***** Source data

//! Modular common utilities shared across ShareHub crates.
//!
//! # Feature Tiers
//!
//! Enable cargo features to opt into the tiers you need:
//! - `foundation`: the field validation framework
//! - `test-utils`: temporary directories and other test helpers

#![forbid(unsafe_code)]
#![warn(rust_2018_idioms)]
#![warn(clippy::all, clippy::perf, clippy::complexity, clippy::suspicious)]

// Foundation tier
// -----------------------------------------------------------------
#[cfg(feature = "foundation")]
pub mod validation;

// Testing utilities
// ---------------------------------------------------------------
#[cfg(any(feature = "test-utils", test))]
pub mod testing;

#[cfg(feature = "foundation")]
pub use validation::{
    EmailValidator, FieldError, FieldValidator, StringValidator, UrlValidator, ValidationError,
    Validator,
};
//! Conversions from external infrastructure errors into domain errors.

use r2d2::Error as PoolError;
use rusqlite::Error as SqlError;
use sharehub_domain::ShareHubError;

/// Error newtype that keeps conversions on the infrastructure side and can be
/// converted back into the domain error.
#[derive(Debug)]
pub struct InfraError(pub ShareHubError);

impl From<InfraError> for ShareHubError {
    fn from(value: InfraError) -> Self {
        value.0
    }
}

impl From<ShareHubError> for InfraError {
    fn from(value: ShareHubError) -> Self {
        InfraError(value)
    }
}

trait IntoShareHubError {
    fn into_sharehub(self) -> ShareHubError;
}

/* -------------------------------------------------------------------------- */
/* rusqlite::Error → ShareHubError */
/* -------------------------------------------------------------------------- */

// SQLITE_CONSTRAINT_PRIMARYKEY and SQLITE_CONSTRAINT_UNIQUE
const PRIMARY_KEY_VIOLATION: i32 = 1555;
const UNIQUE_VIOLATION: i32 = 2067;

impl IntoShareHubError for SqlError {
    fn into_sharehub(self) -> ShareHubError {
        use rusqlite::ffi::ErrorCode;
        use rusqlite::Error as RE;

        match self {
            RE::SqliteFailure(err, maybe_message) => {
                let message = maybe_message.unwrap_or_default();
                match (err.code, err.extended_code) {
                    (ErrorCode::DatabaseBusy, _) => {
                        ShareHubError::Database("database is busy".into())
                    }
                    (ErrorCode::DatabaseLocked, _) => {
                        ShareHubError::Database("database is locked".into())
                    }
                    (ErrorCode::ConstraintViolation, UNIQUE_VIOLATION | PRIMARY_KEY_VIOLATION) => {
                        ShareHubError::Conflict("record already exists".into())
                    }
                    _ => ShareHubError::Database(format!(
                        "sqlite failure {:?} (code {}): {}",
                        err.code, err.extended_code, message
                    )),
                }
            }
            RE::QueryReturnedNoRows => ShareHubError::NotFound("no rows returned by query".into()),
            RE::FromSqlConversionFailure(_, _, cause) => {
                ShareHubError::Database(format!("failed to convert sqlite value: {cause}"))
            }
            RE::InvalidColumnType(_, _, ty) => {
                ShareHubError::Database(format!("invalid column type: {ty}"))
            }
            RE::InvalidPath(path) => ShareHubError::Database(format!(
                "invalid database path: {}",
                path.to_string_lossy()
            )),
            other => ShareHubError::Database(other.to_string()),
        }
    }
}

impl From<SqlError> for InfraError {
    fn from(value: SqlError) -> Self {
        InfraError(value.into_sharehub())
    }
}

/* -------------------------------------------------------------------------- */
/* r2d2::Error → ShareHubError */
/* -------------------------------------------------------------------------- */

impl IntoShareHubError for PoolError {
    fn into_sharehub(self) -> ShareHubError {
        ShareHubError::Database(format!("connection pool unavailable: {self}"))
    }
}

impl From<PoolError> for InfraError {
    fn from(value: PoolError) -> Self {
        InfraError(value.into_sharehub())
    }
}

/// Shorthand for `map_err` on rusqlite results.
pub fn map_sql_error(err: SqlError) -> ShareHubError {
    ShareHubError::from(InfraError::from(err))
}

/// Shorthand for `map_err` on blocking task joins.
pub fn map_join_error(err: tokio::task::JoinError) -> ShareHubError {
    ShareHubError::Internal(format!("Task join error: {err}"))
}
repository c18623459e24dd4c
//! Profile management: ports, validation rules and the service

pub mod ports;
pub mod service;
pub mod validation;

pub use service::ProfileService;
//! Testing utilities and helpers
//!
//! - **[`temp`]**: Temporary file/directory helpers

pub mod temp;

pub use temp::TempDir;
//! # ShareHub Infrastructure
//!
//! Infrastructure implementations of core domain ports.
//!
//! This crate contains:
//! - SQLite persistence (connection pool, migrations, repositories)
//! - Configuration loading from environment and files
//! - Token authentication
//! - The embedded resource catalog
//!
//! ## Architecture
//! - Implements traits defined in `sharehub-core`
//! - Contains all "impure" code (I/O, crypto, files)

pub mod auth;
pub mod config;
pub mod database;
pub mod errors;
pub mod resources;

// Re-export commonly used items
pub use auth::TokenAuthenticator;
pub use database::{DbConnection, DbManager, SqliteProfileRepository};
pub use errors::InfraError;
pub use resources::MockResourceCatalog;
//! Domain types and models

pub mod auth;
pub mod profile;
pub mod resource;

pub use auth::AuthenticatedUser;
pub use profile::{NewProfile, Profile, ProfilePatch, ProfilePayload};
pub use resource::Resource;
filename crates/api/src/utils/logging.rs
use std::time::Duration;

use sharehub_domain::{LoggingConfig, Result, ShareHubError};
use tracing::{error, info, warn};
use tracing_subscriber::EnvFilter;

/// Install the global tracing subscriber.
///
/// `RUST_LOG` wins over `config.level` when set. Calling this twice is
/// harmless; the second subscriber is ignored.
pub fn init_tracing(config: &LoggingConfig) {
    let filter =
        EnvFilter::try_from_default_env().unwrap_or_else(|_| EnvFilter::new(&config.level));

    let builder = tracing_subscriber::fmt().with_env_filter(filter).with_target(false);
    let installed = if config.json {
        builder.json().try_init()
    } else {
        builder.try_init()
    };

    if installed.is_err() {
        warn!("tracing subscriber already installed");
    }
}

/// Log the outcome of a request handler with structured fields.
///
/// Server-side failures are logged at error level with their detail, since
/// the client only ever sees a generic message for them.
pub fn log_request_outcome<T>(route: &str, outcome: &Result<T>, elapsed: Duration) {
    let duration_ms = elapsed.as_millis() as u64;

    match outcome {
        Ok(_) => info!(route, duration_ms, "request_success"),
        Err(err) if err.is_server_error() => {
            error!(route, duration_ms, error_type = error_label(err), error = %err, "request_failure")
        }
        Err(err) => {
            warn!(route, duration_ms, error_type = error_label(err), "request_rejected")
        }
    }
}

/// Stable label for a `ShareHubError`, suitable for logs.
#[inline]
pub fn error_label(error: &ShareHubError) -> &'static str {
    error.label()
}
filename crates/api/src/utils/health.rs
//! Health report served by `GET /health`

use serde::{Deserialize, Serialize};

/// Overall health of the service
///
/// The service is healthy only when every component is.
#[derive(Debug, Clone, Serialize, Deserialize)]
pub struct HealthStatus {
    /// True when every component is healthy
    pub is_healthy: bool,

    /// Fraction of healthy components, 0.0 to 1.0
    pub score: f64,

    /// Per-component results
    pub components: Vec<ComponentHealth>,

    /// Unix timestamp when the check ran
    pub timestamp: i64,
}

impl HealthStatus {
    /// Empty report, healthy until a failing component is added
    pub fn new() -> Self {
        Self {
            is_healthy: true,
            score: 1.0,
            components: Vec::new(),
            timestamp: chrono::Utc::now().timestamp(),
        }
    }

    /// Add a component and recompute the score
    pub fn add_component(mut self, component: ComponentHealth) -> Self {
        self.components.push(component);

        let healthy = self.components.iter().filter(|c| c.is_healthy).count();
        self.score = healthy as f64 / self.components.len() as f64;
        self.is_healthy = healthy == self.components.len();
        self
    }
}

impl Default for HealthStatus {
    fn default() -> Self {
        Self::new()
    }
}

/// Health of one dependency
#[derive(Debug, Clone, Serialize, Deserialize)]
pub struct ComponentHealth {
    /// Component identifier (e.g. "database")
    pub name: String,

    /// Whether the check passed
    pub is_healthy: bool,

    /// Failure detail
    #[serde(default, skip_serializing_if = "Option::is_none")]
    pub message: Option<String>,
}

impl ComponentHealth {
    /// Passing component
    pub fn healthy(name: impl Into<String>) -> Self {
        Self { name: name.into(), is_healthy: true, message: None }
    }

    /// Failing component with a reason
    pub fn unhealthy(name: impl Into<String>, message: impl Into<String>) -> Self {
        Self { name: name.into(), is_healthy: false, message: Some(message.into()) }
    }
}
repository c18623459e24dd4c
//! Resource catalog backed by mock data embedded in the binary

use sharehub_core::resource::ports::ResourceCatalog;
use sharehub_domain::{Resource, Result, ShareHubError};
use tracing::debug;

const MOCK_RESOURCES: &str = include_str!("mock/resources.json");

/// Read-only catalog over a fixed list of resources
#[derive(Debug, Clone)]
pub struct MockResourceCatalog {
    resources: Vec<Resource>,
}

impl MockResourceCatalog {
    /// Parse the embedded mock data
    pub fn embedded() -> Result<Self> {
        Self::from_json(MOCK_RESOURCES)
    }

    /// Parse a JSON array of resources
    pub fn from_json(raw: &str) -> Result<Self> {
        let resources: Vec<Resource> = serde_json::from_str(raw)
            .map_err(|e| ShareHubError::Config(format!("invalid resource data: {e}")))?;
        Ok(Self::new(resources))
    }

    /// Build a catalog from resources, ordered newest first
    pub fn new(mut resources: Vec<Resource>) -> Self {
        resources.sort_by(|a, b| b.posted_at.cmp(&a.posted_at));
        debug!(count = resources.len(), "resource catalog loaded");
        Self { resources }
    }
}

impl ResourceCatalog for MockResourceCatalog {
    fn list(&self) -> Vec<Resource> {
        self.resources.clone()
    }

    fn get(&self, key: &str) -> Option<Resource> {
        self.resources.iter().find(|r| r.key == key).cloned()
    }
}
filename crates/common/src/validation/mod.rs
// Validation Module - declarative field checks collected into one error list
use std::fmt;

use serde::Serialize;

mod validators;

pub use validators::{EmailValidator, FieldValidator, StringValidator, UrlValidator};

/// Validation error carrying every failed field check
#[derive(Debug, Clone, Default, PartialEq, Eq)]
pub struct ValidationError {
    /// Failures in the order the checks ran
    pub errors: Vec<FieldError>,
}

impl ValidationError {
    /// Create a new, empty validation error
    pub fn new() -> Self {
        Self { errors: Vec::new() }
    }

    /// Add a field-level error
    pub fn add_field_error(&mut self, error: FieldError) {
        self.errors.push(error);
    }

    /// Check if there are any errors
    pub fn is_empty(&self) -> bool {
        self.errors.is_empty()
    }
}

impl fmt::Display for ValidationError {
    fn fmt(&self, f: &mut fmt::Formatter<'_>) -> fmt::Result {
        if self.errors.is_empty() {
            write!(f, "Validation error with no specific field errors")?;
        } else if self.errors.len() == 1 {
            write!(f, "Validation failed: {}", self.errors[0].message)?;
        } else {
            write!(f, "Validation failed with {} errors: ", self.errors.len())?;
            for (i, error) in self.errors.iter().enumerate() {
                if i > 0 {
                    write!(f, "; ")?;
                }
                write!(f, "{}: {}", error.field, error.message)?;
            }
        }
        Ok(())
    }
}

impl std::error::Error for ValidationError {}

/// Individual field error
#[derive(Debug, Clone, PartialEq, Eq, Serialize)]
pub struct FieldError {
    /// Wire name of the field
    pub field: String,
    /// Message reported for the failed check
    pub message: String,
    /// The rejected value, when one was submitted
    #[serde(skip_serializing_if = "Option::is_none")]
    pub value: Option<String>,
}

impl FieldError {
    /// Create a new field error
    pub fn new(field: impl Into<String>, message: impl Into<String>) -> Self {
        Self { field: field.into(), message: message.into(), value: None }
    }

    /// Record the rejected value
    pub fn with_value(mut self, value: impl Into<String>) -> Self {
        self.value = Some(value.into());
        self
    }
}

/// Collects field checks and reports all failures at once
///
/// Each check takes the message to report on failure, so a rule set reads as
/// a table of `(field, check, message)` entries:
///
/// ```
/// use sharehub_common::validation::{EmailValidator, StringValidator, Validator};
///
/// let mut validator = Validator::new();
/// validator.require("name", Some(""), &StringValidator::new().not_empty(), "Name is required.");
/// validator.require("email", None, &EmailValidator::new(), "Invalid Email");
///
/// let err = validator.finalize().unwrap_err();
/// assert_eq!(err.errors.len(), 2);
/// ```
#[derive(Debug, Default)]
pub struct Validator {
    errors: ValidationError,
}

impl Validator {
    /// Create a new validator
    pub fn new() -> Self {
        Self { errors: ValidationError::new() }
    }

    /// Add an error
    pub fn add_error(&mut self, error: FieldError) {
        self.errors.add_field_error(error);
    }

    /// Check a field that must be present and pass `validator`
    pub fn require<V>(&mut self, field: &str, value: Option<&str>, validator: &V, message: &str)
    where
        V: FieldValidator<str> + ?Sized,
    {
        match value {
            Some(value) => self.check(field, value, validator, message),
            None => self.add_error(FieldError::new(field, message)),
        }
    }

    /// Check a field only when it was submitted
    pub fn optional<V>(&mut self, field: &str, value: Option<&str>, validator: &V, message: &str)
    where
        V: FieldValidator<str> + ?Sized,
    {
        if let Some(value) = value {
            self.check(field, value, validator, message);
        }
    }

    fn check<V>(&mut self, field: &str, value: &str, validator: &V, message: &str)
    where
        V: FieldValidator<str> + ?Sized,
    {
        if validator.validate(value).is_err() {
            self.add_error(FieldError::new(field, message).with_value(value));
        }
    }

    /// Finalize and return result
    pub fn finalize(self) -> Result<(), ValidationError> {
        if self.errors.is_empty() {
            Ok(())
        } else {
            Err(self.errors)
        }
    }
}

**********
***** Source data

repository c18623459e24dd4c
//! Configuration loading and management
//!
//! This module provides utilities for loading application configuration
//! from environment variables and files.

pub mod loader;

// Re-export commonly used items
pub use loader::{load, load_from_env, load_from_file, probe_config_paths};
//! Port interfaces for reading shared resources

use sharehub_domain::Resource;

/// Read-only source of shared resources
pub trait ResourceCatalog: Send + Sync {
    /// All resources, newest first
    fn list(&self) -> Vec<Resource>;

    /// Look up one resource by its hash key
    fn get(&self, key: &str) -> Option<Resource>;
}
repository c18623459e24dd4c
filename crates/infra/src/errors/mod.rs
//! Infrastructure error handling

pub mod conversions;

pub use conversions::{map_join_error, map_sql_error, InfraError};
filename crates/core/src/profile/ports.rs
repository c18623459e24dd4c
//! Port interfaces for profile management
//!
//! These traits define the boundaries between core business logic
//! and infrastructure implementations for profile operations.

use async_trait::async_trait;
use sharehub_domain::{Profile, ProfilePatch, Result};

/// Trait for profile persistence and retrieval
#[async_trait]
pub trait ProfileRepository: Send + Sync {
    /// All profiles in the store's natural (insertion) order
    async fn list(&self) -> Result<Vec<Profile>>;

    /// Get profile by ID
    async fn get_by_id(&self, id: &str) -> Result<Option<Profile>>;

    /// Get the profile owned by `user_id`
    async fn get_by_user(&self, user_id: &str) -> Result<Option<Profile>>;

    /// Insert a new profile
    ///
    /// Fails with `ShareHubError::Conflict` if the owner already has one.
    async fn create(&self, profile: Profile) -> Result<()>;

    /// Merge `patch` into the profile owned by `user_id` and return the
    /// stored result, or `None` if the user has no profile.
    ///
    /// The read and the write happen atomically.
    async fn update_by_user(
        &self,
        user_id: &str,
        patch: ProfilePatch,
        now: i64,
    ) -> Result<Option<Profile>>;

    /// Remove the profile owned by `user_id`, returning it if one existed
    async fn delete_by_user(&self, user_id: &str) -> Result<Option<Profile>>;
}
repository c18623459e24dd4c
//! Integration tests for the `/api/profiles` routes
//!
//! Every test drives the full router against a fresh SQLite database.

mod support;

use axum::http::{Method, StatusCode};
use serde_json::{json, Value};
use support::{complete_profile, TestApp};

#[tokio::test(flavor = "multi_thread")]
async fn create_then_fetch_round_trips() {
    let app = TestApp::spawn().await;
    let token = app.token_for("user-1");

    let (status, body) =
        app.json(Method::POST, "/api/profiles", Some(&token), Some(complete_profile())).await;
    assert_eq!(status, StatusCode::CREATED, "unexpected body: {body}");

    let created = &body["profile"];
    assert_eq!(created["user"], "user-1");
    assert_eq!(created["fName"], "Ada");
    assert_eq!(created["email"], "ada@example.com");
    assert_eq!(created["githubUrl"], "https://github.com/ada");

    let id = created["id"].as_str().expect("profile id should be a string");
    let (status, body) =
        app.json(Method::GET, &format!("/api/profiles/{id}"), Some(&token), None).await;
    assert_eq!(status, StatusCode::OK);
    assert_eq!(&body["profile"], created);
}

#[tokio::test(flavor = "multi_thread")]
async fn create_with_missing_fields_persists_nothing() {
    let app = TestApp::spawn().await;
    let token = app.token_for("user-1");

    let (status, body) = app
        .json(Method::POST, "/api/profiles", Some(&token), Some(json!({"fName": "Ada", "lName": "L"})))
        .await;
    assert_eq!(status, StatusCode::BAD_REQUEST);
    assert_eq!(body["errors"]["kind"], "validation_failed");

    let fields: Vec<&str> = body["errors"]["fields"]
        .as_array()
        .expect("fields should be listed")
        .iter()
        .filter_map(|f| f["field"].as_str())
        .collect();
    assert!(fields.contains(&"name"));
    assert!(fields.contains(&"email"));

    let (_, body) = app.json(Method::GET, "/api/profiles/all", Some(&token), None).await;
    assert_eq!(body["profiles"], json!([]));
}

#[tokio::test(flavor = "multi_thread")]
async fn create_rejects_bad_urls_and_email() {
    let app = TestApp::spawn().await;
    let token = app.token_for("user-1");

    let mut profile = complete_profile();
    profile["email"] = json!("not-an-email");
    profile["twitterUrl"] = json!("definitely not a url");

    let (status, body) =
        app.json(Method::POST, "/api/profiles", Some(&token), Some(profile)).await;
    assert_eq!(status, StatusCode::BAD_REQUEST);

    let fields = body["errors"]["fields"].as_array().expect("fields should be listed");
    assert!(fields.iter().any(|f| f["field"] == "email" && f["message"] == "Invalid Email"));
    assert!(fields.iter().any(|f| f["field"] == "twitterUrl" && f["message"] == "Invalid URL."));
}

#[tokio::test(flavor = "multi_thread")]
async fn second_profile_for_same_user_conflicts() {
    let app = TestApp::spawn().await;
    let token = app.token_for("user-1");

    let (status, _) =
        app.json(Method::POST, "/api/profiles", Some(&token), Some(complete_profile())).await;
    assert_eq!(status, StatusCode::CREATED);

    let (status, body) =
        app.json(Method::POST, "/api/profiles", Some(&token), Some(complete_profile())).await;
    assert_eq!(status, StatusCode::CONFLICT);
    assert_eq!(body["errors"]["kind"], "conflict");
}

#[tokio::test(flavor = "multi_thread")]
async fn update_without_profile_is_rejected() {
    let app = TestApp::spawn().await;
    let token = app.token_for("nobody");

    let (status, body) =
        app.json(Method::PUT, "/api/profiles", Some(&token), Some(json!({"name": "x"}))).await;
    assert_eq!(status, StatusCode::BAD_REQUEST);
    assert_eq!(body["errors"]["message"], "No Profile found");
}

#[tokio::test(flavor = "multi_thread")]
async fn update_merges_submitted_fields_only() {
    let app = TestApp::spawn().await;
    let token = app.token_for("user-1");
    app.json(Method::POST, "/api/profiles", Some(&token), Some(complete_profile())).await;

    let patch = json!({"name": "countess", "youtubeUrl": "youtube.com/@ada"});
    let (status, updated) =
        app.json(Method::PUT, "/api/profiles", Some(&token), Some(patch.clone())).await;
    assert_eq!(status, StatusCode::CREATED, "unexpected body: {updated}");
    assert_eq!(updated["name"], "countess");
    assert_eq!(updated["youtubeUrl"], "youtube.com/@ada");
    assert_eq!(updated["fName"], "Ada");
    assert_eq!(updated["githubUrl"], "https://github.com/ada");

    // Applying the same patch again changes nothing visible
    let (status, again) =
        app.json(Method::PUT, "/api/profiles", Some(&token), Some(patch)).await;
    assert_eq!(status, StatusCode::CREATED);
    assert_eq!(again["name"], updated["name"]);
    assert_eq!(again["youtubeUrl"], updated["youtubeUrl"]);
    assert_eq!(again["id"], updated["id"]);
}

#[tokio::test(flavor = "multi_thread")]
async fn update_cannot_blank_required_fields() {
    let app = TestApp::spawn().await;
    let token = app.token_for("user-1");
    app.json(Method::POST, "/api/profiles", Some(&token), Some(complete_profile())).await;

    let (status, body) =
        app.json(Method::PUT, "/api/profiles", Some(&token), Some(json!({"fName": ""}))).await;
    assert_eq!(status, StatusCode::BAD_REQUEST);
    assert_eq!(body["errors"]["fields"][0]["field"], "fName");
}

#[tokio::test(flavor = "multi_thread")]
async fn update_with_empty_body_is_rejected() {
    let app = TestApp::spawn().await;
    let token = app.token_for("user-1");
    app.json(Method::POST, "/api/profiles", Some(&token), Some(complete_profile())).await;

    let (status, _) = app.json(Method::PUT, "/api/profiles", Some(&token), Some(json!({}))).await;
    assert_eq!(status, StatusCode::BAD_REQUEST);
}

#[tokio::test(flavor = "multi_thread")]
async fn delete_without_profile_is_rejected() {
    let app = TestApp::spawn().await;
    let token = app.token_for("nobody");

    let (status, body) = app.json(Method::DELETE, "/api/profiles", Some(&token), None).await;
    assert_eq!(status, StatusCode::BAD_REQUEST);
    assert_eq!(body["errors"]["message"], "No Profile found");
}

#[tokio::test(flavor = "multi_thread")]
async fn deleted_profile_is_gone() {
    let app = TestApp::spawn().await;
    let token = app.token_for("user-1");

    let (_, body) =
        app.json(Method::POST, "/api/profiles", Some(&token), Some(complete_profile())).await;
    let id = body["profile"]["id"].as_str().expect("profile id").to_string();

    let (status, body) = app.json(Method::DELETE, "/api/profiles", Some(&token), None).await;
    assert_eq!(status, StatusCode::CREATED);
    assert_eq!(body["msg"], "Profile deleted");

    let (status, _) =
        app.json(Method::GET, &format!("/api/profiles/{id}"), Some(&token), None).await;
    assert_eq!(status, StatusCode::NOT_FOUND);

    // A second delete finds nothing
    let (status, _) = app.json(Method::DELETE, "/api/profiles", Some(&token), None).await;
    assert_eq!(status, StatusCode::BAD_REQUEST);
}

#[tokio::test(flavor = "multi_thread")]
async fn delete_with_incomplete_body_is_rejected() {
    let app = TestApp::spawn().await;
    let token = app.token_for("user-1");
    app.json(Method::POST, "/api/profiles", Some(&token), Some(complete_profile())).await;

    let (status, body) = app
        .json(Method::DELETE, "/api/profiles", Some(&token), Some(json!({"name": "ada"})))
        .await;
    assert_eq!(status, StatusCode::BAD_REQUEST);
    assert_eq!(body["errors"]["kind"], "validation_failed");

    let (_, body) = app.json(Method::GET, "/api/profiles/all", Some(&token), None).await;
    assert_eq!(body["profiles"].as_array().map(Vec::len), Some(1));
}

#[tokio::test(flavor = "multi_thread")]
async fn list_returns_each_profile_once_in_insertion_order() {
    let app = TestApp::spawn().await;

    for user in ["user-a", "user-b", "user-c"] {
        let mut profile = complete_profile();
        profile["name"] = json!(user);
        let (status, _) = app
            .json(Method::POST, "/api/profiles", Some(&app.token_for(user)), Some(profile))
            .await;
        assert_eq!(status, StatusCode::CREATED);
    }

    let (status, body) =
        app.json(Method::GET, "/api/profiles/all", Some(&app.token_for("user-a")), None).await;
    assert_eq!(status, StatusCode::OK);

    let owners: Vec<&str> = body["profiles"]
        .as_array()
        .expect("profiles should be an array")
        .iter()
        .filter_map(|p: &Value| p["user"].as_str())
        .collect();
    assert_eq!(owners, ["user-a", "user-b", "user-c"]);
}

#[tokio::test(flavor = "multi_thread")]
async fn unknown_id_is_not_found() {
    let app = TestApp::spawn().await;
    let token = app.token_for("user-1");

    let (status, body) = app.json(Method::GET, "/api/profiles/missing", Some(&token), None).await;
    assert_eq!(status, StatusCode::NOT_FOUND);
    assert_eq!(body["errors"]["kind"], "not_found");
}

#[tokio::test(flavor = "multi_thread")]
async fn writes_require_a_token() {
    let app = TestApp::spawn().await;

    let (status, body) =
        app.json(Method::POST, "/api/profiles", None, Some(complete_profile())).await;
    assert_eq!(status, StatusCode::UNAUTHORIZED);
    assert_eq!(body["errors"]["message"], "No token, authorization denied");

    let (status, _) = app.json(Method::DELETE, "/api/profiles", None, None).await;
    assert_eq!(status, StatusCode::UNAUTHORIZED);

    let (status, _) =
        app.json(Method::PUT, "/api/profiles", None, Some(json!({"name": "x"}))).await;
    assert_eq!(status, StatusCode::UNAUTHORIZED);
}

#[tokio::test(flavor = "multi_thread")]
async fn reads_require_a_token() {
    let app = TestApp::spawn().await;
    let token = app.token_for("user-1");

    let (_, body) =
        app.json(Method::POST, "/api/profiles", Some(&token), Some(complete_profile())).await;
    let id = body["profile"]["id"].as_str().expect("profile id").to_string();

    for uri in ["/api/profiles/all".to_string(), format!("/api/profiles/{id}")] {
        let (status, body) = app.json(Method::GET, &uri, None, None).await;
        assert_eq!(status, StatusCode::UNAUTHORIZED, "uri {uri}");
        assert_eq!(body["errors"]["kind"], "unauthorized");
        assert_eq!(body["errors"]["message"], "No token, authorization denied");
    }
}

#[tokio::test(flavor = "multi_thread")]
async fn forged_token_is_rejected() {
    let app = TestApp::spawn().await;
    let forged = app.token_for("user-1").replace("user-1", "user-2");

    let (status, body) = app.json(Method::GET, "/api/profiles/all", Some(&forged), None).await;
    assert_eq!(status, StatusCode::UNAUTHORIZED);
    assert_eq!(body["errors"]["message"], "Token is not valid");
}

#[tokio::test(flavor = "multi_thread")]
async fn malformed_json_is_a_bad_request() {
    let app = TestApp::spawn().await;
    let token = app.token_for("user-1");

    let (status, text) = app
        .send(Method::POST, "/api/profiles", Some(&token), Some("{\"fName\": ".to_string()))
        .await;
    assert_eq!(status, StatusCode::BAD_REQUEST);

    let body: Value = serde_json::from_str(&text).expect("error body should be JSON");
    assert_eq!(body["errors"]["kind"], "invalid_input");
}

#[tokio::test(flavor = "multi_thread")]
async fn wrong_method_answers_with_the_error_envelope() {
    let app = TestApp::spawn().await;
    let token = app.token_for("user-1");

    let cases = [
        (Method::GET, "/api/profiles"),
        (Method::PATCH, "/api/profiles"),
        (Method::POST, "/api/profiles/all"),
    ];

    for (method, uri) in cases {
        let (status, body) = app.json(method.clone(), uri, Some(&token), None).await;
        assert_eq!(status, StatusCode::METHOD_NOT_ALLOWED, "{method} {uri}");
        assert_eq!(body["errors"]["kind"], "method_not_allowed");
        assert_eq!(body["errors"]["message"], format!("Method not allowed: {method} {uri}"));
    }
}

**********

Both the line containing "across ShareHub crates." and the line containing "#![warn(rust_2018_idioms)]" belong in the answer. Print them and every line above that falls between them exactly, and no others.

- **Finished task**:
//! Modular common utilities shared across ShareHub crates.
//!
//! # Feature Tiers
//!
//! Enable cargo features to opt into the tiers you need:
//! - `foundation`: the field validation framework
//! - `test-utils`: temporary directories and other test helpers

#![forbid(unsafe_code)]
#![warn(rust_2018_idioms)]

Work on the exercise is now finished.